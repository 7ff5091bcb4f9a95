//! Provider error types.

use std::fmt;
use std::time::Duration;

use azrm_arm::{ArmError, ResourceIdError};
use thiserror::Error;

/// A problem with one attribute of a configuration.
#[derive(Debug, Clone, PartialEq, Eq)]
pub struct Diagnostic {
    pub attribute: String,
    pub message: String,
}

impl Diagnostic {
    pub fn new(attribute: impl Into<String>, message: impl Into<String>) -> Self {
        Self {
            attribute: attribute.into(),
            message: message.into(),
        }
    }
}

impl fmt::Display for Diagnostic {
    fn fmt(&self, f: &mut fmt::Formatter<'_>) -> fmt::Result {
        write!(f, "{}: {}", self.attribute, self.message)
    }
}

fn join(diagnostics: &[Diagnostic]) -> String {
    diagnostics
        .iter()
        .map(ToString::to_string)
        .collect::<Vec<_>>()
        .join("; ")
}

/// Errors returned by the reconciler entry points.
#[derive(Debug, Error)]
pub enum ProviderError {
    /// The desired configuration does not satisfy the schema.
    #[error("invalid configuration: {}", join(.0))]
    Validation(Vec<Diagnostic>),

    /// A persisted identifier could not be parsed.
    #[error(transparent)]
    InvalidId(#[from] ResourceIdError),

    /// Create found a resource that is not tracked yet.
    #[error(
        "a resource with the ID {id:?} already exists - to be managed it needs to be imported into the state as {resource_type:?}"
    )]
    AlreadyExists { resource_type: String, id: String },

    /// The addressed resource does not exist.
    #[error("{operation} {id}: resource not found")]
    NotFound { operation: String, id: String },

    /// An immutable attribute changed.
    #[error("{id} must be replaced, immutable attributes changed: {}", .attributes.join(", "))]
    RequiresReplacement { id: String, attributes: Vec<String> },

    /// The management API reported a failure.
    #[error("{operation} {id}: {source}")]
    Api {
        operation: String,
        id: String,
        #[source]
        source: ArmError,
    },

    /// The operation did not finish within its deadline.
    #[error("{operation} {id}: timed out after {after:?}")]
    Timeout {
        operation: String,
        id: String,
        after: Duration,
    },

    /// Provider configuration is unusable.
    #[error("provider configuration: {0}")]
    Config(String),
}

impl ProviderError {
    /// Wrap an API error with the operation and resource it belongs to.
    /// A 404 becomes [`ProviderError::NotFound`].
    pub fn api(operation: &str, id: &impl fmt::Display, source: ArmError) -> Self {
        if source.is_not_found() {
            ProviderError::NotFound {
                operation: operation.to_string(),
                id: id.to_string(),
            }
        } else {
            ProviderError::Api {
                operation: operation.to_string(),
                id: id.to_string(),
                source,
            }
        }
    }

    /// Shorthand for a single-attribute validation failure.
    pub fn invalid(attribute: impl Into<String>, message: impl Into<String>) -> Self {
        ProviderError::Validation(vec![Diagnostic::new(attribute, message)])
    }
}

/// Result type for provider operations.
pub type Result<T> = std::result::Result<T, ProviderError>;

#[cfg(test)]
mod tests {
    use super::*;

    #[test]
    fn api_wraps_operation_and_id() {
        let err = ProviderError::api(
            "creating",
            &"/subscriptions/s/resourceGroups/rg/providers/Microsoft.StreamAnalytics/streamingjobs/j",
            ArmError::from_response(409, br#"{"error":{"code":"Conflict","message":"busy"}}"#),
        );
        assert_eq!(
            err.to_string(),
            "creating /subscriptions/s/resourceGroups/rg/providers/Microsoft.StreamAnalytics/streamingjobs/j: unexpected status 409 (Conflict): busy"
        );
    }

    #[test]
    fn api_maps_404_to_not_found() {
        let err = ProviderError::api("deleting", &"x", ArmError::from_response(404, b""));
        assert!(matches!(err, ProviderError::NotFound { .. }));
    }

    #[test]
    fn validation_lists_every_diagnostic() {
        let err = ProviderError::Validation(vec![
            Diagnostic::new("name", "must not be empty"),
            Diagnostic::new("streaming_units", "must be 1, 3 or a multiple of 6 up to 120"),
        ]);
        assert_eq!(
            err.to_string(),
            "invalid configuration: name: must not be empty; streaming_units: must be 1, 3 or a multiple of 6 up to 120"
        );
    }
}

__Your objective__:
Set every record down word for word, omitting none.

__Response area__:
repository 7ff5091bcb4f9a95
//! Provider error types.

use std::fmt;
use std::time::Duration;

use azrm_arm::{ArmError, ResourceIdError};
use thiserror::Error;

/// A problem with one attribute of a configuration.
#[derive(Debug, Clone, PartialEq, Eq)]
pub struct Diagnostic {
    pub attribute: String,
    pub message: String,
}

impl Diagnostic {
    pub fn new(attribute: impl Into<String>, message: impl Into<String>) -> Self {
        Self {
            attribute: attribute.into(),
            message: message.into(),
        }
    }
}

impl fmt::Display for Diagnostic {
    fn fmt(&self, f: &mut fmt::Formatter<'_>) -> fmt::Result {
        write!(f, "{}: {}", self.attribute, self.message)
    }
}

fn join(diagnostics: &[Diagnostic]) -> String {
    diagnostics
        .iter()
        .map(ToString::to_string)
        .collect::<Vec<_>>()
        .join("; ")
}

/// Errors returned by the reconciler entry points.
#[derive(Debug, Error)]
pub enum ProviderError {
    /// The desired configuration does not satisfy the schema.
    #[error("invalid configuration: {}", join(.0))]
    Validation(Vec<Diagnostic>),

    /// A persisted identifier could not be parsed.
    #[error(transparent)]
    InvalidId(#[from] ResourceIdError),

    /// Create found a resource that is not tracked yet.
    #[error(
        "a resource with the ID {id:?} already exists - to be managed it needs to be imported into the state as {resource_type:?}"
    )]
    AlreadyExists { resource_type: String, id: String },

    /// The addressed resource does not exist.
    #[error("{operation} {id}: resource not found")]
    NotFound { operation: String, id: String },

    /// An immutable attribute changed.
    #[error("{id} must be replaced, immutable attributes changed: {}", .attributes.join(", "))]
    RequiresReplacement { id: String, attributes: Vec<String> },

    /// The management API reported a failure.
    #[error("{operation} {id}: {source}")]
    Api {
        operation: String,
        id: String,
        #[source]
        source: ArmError,
    },

    /// The operation did not finish within its deadline.
    #[error("{operation} {id}: timed out after {after:?}")]
    Timeout {
        operation: String,
        id: String,
        after: Duration,
    },

    /// Provider configuration is unusable.
    #[error("provider configuration: {0}")]
    Config(String),
}

impl ProviderError {
    /// Wrap an API error with the operation and resource it belongs to.
    /// A 404 becomes [`ProviderError::NotFound`].
    pub fn api(operation: &str, id: &impl fmt::Display, source: ArmError) -> Self {
        if source.is_not_found() {
            ProviderError::NotFound {
                operation: operation.to_string(),
                id: id.to_string(),
            }
        } else {
            ProviderError::Api {
                operation: operation.to_string(),
                id: id.to_string(),
                source,
            }
        }
    }

    /// Shorthand for a single-attribute validation failure.
    pub fn invalid(attribute: impl Into<String>, message: impl Into<String>) -> Self {
        ProviderError::Validation(vec![Diagnostic::new(attribute, message)])
    }
}

/// Result type for provider operations.
pub type Result<T> = std::result::Result<T, ProviderError>;

#[cfg(test)]
mod tests {
    use super::*;

    #[test]
    fn api_wraps_operation_and_id() {
        let err = ProviderError::api(
            "creating",
            &"/subscriptions/s/resourceGroups/rg/providers/Microsoft.StreamAnalytics/streamingjobs/j",
            ArmError::from_response(409, br#"{"error":{"code":"Conflict","message":"busy"}}"#),
        );
        assert_eq!(
            err.to_string(),
            "creating /subscriptions/s/resourceGroups/rg/providers/Microsoft.StreamAnalytics/streamingjobs/j: unexpected status 409 (Conflict): busy"
        );
    }

    #[test]
    fn api_maps_404_to_not_found() {
        let err = ProviderError::api("deleting", &"x", ArmError::from_response(404, b""));
        assert!(matches!(err, ProviderError::NotFound { .. }));
    }

    #[test]
    fn validation_lists_every_diagnostic() {
        let err = ProviderError::Validation(vec![
            Diagnostic::new("name", "must not be empty"),
            Diagnostic::new("streaming_units", "must be 1, 3 or a multiple of 6 up to 120"),
        ]);
        assert_eq!(
            err.to_string(),
            "invalid configuration: name: must not be empty; streaming_units: must be 1, 3 or a multiple of 6 up to 120"
        );
    }
}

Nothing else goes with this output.